Sunday, December 01, 2019 1:24:22 PM

Post# of 426304
Coca Cola, PepsiCo, Tab...RC and moonpies-

I don't use Coca Cola as an analogy for IPE because they have COMPLETELY different supply and demand structures. It is understandable how diffuse the analogy became because AMRN used Coke vs Pom to argue their ITC case. And the analogy also works to an extent in that patients should have it within reach like a Coke and AMRN is attempting a hybrid position in terms of DTC pharma marketing.

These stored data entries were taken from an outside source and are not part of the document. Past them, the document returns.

//! # Fiber Runtime
//!
//! The interpreter: one [`FiberRuntime`] owns one fiber's operation stack,
//! status, fiber refs, children and scope, and reduces its effect tree in a
//! single flat loop.
//!
//! ## Design
//!
//! - The reduction loop is a trampoline over an explicit `Vec<Frame>`, so the
//!   depth of a program is bounded by memory, not by the host stack.
//! - A fiber is driven by messages. `Resume` carries the next node to reduce,
//!   `Interrupt` carries an interruption cause. Anyone may send a message from
//!   any thread; a `running` flag makes sure only one thread drains the inbox,
//!   and the drain itself runs as a task on the fiber's [`Scheduler`].
//! - `FiberState` is only touched by the draining thread. Observers and status
//!   live in a separate, short-lived lock so other fibers can await this one.
//! - Interruption is checked at every step. While the fiber is interruptible
//!   a pending interruption replaces the next step with a failure; `Fold`
//!   handlers are skipped on the way out so interruption cannot be caught.
//! - Completing the root reduction starts a wind-down: the fiber turns
//!   uninterruptible, interrupts and awaits its children, closes its scope and
//!   only then publishes its exit.
//!
//! [`Scheduler`]: crate::scheduler::Scheduler

use std::collections::VecDeque;
use std::panic::{catch_unwind, AssertUnwindSafe};
use std::sync::atomic::{AtomicBool, Ordering};
use std::sync::Arc;

use parking_lot::Mutex;

use crate::cause::{Cause, Defect};
use crate::effect::{unit_value, CauseHandler, Cont, Effect, Node, Register};
use crate::exit::Exit;
use crate::fiber::{next_fiber_id, FiberId, FiberStatus, Priority, RuntimeFiber, RuntimeFlags};
use crate::fiber_ref::{
    current_context, current_max_ops_before_yield, current_supervisor, ErasedFiberRef, FiberRefs,
};
use crate::scheduler::SchedulerRef;
use crate::scope::Scope;
use crate::value::{erase, type_mismatch, unerase, AnyValue, ErasedExit};

// ============================================================================
// Messages and frames
// ============================================================================

/// A message sent to a fiber's inbox.
pub(crate) enum Message {
    /// Request interruption.
    Interrupt(Cause<AnyValue>),
    /// Continue by reducing the node.
    Resume(Arc<Node>),
}

/// A continuation on the fiber's stack.
enum Frame {
    OnSuccess(Cont),
    Fold {
        on_failure: CauseHandler,
        on_success: Cont,
    },
    RevertInterruptible(bool),
    RestoreRef {
        fiber_ref: Arc<dyn ErasedFiberRef>,
        previous: Option<AnyValue>,
    },
}

enum Step {
    Eval(Arc<Node>),
    Value(AnyValue),
    Failure(Cause<AnyValue>),
}

enum LoopExit {
    Done(ErasedExit),
    Suspended,
    Yield(Priority, Arc<Node>),
}

/// The pending async registration of a suspended fiber.
struct AsyncSlot {
    fired: Arc<AtomicBool>,
    canceler: Option<Arc<Node>>,
}

type Observer = Box<dyn FnOnce(&ErasedExit) + Send>;

/// State readable from other fibers.
struct Shared {
    status: FiberStatus,
    final_refs: Option<FiberRefs>,
    observers: Vec<(u64, Observer)>,
    next_observer: u64,
}

/// Run a user closure, turning a panic into a defect.
fn guard<T>(f: impl FnOnce() -> T) -> Result<T, Defect> {
    catch_unwind(AssertUnwindSafe(f)).map_err(Defect::from_panic)
}

// ============================================================================
// FiberState
// ============================================================================

/// The state owned by the thread draining a fiber.
pub(crate) struct FiberState {
    stack: Vec<Frame>,
    pub(crate) refs: FiberRefs,
    flags: RuntimeFlags,
    /// Interruptions received but not yet acted on.
    interrupted: Cause<AnyValue>,
    /// Live non-daemon children.
    children: Vec<RuntimeFiber>,
    scope: Scope,
    async_slot: Option<AsyncSlot>,
    /// Steps since the last yield.
    ops: usize,
    budget: usize,
    winding: bool,
    done: bool,
}

impl FiberState {
    fn new(refs: FiberRefs, flags: RuntimeFlags) -> Self {
        let mut state = Self {
            stack: Vec::new(),
            refs,
            flags,
            interrupted: Cause::Empty,
            children: Vec::new(),
            scope: Scope::new(),
            async_slot: None,
            ops: 0,
            budget: 1,
            winding: false,
            done: false,
        };
        state.refresh_budget();
        state
    }

    fn refresh_budget(&mut self) {
        self.budget = self.refs.get(current_max_ops_before_yield()).max(1);
    }

    /// The INTERRUPTION flag, regardless of wind-down.
    pub(crate) fn interruption_enabled(&self) -> bool {
        self.flags.contains(RuntimeFlags::INTERRUPTION)
    }

    fn set_interruption(&mut self, enabled: bool) {
        self.flags = self.flags.set(RuntimeFlags::INTERRUPTION, enabled);
    }

    /// The `Scope` service if one is provided, else the fiber's own scope.
    pub(crate) fn current_scope(&self) -> Scope {
        self.refs
            .get(current_context())
            .get::<Scope>()
            .unwrap_or_else(|| self.scope.clone())
    }

    fn should_interrupt(&self) -> bool {
        self.flags.interruptible() && !self.interrupted.is_empty()
    }

    fn add_interrupt(&mut self, cause: Cause<AnyValue>) {
        let known = self.interrupted.interruptors();
        if !known.is_empty() && cause.interruptors().is_subset(&known) {
            return;
        }
        self.interrupted = std::mem::take(&mut self.interrupted).then(cause);
    }
}

// ============================================================================
// ResumeHandle
// ============================================================================

/// The single-use callback handed to an async registration.
#[derive(Clone)]
pub(crate) struct ResumeHandle {
    fiber: Arc<FiberRuntime>,
    fired: Arc<AtomicBool>,
}

impl ResumeHandle {
    /// Resume the fiber with `node`. Only the first call has any effect.
    pub(crate) fn resume(&self, node: Arc<Node>) {
        if self
            .fired
            .compare_exchange(false, true, Ordering::AcqRel, Ordering::Acquire)
            .is_ok()
        {
            self.fiber.tell(Message::Resume(node));
        } else {
            tracing::debug!(fiber = %self.fiber.id, "ignoring repeated resume");
        }
    }

    pub(crate) fn is_fired(&self) -> bool {
        self.fired.load(Ordering::Acquire)
    }
}

// ============================================================================
// FiberRuntime
// ============================================================================

/// One fiber: its inbox, its state and its published result.
pub(crate) struct FiberRuntime {
    id: FiberId,
    inbox: Mutex<VecDeque<Message>>,
    /// Set when an interrupt was queued since the last signal check.
    signalled: AtomicBool,
    /// Whether a drain task is scheduled or running.
    running: AtomicBool,
    state: Mutex<FiberState>,
    shared: Mutex<Shared>,
    /// The refs the fiber started with, for diffing at join.
    baseline: FiberRefs,
    /// The scheduler drain tasks go to, refreshed after each drain.
    scheduler: Mutex<SchedulerRef>,
}
//! Structured Failure Causes
//!
//! A [`Cause`] records *everything* that went wrong in a fiber, not just the
//! first error:
//!
//! - **Fail**: an expected, typed error declared by the program
//! - **Die**: a defect, i.e. a panic or a violated invariant
//! - **Interrupt**: cooperative cancellation, tagged with the interrupting fiber
//!
//! Causes compose with [`Cause::then`] (one after another, e.g. a failure
//! followed by a failing finalizer) and [`Cause::both`] (concurrently, e.g. two
//! children failing independently). `Empty` is the identity of both.

use std::any::Any;
use std::collections::HashSet;
use std::fmt;
use std::sync::Arc;

use crate::fiber::FiberId;

/// An unexpected failure.
///
/// Defects are produced when user code panics inside the interpreter or when a
/// runtime invariant is broken. They are never caught by typed error handlers.
#[derive(Debug, Clone, PartialEq, Eq, Hash)]
pub struct Defect {
    message: Arc<str>,
}

impl Defect {
    /// Create a defect with a message.
    pub fn new(message: impl Into<String>) -> Self {
        Self {
            message: Arc::from(message.into()),
        }
    }

    /// Build a defect from a panic payload.
    pub fn from_panic(payload: Box<dyn Any + Send>) -> Self {
        let message = if let Some(s) = payload.downcast_ref::<&str>() {
            s.to_string()
        } else if let Some(s) = payload.downcast_ref::<String>() {
            s.clone()
        } else {
            "unknown panic".to_string()
        };
        Self::new(message)
    }

    /// The defect message.
    pub fn message(&self) -> &str {
        &self.message
    }
}

impl fmt::Display for Defect {
    fn fmt(&self, f: &mut fmt::Formatter<'_>) -> fmt::Result {
        f.write_str(&self.message)
    }
}

/// The full story of a failure.
#[derive(Debug, Clone, PartialEq)]
pub enum Cause<E> {
    /// Nothing failed.
    Empty,
    /// An expected, typed failure.
    Fail(E),
    /// An unexpected defect.
    Die(Defect),
    /// Interruption requested by the given fiber.
    Interrupt(FiberId),
    /// The left cause happened, then the right one.
    Sequential(Box<Cause<E>>, Box<Cause<E>>),
    /// Both causes happened concurrently.
    Parallel(Box<Cause<E>>, Box<Cause<E>>),
}

impl<E> Default for Cause<E> {
    fn default() -> Self {
        Cause::Empty
    }
}

impl<E> Cause<E> {
    /// The empty cause.
    pub fn empty() -> Self {
        Cause::Empty
    }

    /// A typed failure.
    pub fn fail(error: E) -> Self {
        Cause::Fail(error)
    }

    /// A defect with a message.
    pub fn die(message: impl Into<String>) -> Self {
        Cause::Die(Defect::new(message))
    }

    /// An interruption by `fiber`.
    pub fn interrupt(fiber: FiberId) -> Self {
        Cause::Interrupt(fiber)
    }

    /// Sequential composition. `Empty` on either side is dropped.
    pub fn then(self, next: Cause<E>) -> Cause<E> {
        match (self.is_empty(), next.is_empty()) {
            (true, _) => next,
            (_, true) => self,
            _ => Cause::Sequential(Box::new(self), Box::new(next)),
        }
    }

    /// Parallel composition. `Empty` on either side is dropped.
    pub fn both(self, other: Cause<E>) -> Cause<E> {
        match (self.is_empty(), other.is_empty()) {
            (true, _) => other,
            (_, true) => self,
            _ => Cause::Parallel(Box::new(self), Box::new(other)),
        }
    }

    /// Visit every leaf, left to right.
    fn for_each_leaf(&self, mut visit: impl FnMut(&Cause<E>)) {
        let mut pending = vec![self];
        while let Some(cause) = pending.pop() {
            match cause {
                Cause::Sequential(l, r) | Cause::Parallel(l, r) => {
                    pending.push(r);
                    pending.push(l);
                }
                leaf => visit(leaf),
            }
        }
    }

    fn any_leaf(&self, mut pred: impl FnMut(&Cause<E>) -> bool) -> bool {
        let mut found = false;
        self.for_each_leaf(|leaf| found = found || pred(leaf));
        found
    }

    /// True when no leaf carries a failure, defect, or interruption.
    pub fn is_empty(&self) -> bool {
        !self.any_leaf(|leaf| !matches!(leaf, Cause::Empty))
    }

    /// True when the cause contains at least one typed failure.
    pub fn is_failure(&self) -> bool {
        self.any_leaf(|leaf| matches!(leaf, Cause::Fail(_)))
    }

    /// True when the cause contains at least one defect.
    pub fn is_die(&self) -> bool {
        self.any_leaf(|leaf| matches!(leaf, Cause::Die(_)))
    }

    /// True when the cause contains at least one interruption.
    pub fn is_interrupted(&self) -> bool {
        self.any_leaf(|leaf| matches!(leaf, Cause::Interrupt(_)))
    }

    /// True when the cause is made of interruptions and nothing else.
    pub fn is_interrupted_only(&self) -> bool {
        self.is_interrupted() && !self.any_leaf(|leaf| matches!(leaf, Cause::Fail(_) | Cause::Die(_)))
    }

    /// The first typed failure, if any.
    pub fn first_failure(&self) -> Option<&E> {
        let mut pending = vec![self];
        while let Some(cause) = pending.pop() {
            match cause {
                Cause::Fail(e) => return Some(e),
                Cause::Sequential(l, r) | Cause::Parallel(l, r) => {
                    pending.push(r);
                    pending.push(l);
                }
                _ => {}
            }
        }
        None
    }

    /// All defects, left to right.
    pub fn defects(&self) -> Vec<Defect> {
        let mut out = Vec::new();
        self.for_each_leaf(|leaf| {
            if let Cause::Die(d) = leaf {
                out.push(d.clone());
            }
        });
        out
    }

    /// Every fiber that requested an interruption recorded in this cause.
    pub fn interruptors(&self) -> HashSet<FiberId> {
        let mut out = HashSet::new();
        self.for_each_leaf(|leaf| {
            if let Cause::Interrupt(id) = leaf {
                out.insert(*id);
            }
        });
        out
    }

    /// Transform the typed failures.
    pub fn map<E2>(&self, mut f: impl FnMut(&E) -> E2) -> Cause<E2> {
        self.flat_map_failures(|e| Cause::Fail(f(e)))
    }

    /// Replace every typed failure with a whole cause.
    pub fn flat_map_failures<E2>(&self, mut f: impl FnMut(&E) -> Cause<E2>) -> Cause<E2> {
        fn go<E, E2>(cause: &Cause<E>, f: &mut dyn FnMut(&E) -> Cause<E2>) -> Cause<E2> {
            match cause {
                Cause::Empty => Cause::Empty,
                Cause::Fail(e) => f(e),
                Cause::Die(d) => Cause::Die(d.clone()),
                Cause::Interrupt(id) => Cause::Interrupt(*id),
                Cause::Sequential(l, r) => go(l, f).then(go(r, f)),
                Cause::Parallel(l, r) => go(l, f).both(go(r, f)),
            }
        }
        go(self, &mut f)
    }

    /// Drop the typed failures, keeping defects and interruptions.
    pub fn strip_failures<E2>(&self) -> Cause<E2> {
        self.flat_map_failures(|_| Cause::Empty)
    }
}

impl<E: Clone> Cause<E> {
    /// Drop the interruptions, keeping failures and defects.
    pub fn strip_interruptions(&self) -> Cause<E> {
        match self {
            Cause::Interrupt(_) | Cause::Empty => Cause::Empty,
            Cause::Fail(e) => Cause::Fail(e.clone()),
            Cause::Die(d) => Cause::Die(d.clone()),
            Cause::Sequential(l, r) => l.strip_interruptions().then(r.strip_interruptions()),
            Cause::Parallel(l, r) => l.strip_interruptions().both(r.strip_interruptions()),
        }
    }

    /// All typed failures, left to right.
    pub fn failures(&self) -> Vec<E> {
        let mut out = Vec::new();
        self.for_each_leaf(|leaf| {
            if let Cause::Fail(e) = leaf {
                out.push(e.clone());
            }
        });
        out
    }

    /// The first typed failure, or the cause itself if it holds none.
    ///
    /// This is how typed handlers decide whether they may recover: a cause
    /// without a `Fail` leaf is a defect or an interruption and is passed on.
    pub fn failure_or_cause(self) -> Result<E, Cause<E>> {
        match self.first_failure() {
            Some(e) => Ok(e.clone()),
            None => Err(self),
        }
    }
}

impl<E: fmt::Debug> Cause<E> {
    /// One rendered line per leaf, left to right.
    pub fn pretty_errors(&self) -> Vec<String> {
        let mut out = Vec::new();
        self.for_each_leaf(|leaf| match leaf {
            Cause::Fail(e) => out.push(format!("Error: {:?}", e)),
            Cause::Die(d) => out.push(format!("Defect: {}", d)),
            Cause::Interrupt(id) => out.push(format!("Interrupted by {}", id)),
            _ => {}
        });
        out
    }

    /// A multi-line rendering of the whole cause.
    pub fn pretty(&self) -> String {
        let errors = self.pretty_errors();
        if errors.is_empty() {
            "All fibers interrupted without errors.".to_string()
        } else {
            errors.join("\n")
        }
    }
}

impl<E: fmt::Debug> fmt::Display for Cause<E> {
    fn fmt(&self, f: &mut fmt::Formatter<'_>) -> fmt::Result {
        f.write_str(&self.pretty())
    }
}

But, Coke is regulated like a CPG not a drug. In consumer research on beverages, there is NO product testing level at which Americans say "no, that's too sweet." Even if you discount that research somewhat because consumer panels want to please the researchers (CPG world is broken after all - look at Nielsen split this month as Connect isn't as profitable as it once was), it still shows that soda makers know they can keep adding more sugar, concentrating it further with a new flavor and slapping a new label on it to chase "premiumization", and we like it more. It's a very short time table from R&D to new label in CPG land compared to pharma.

In the US according to the USDA we consume per capita annually

40 lbs of sugar
22 lbs of hfcs
10 lbs of other sweeteners (excluding alcohol sugars).

Practically all regions on the planet grow sugar cane, sugar beets and/or corn.

Global supply in a given year of those 3 sweetener sources alone is about:

290,000,000 million mt
190,000,000 annual production (and the rest is carryover stock or in some phase of production)

The price of sugar trades between $0.14-$.0.25/lb because of all the subsidies, IMF loans, and its cash crop status for developing countries. It is easy to sell more sweetener - people crave it and the source is everywhere and cheap.

So, like soy and seed oils (close to 600,000,000 million mt annual production) the world consumes a lot of these easily mass produced sweet & addictive energy sources.

Contrast that with fishoil supply- 1,000,000 mt which in recent el nino years has been down as low as 835,000 mt. From that, O-3 DHC demand fluctuates with current (revised) numbers "showing" 185,000...210,000 mt (from 165,000-185,000 mt in the last decade).

There's a bit of a structural difference between these analogies.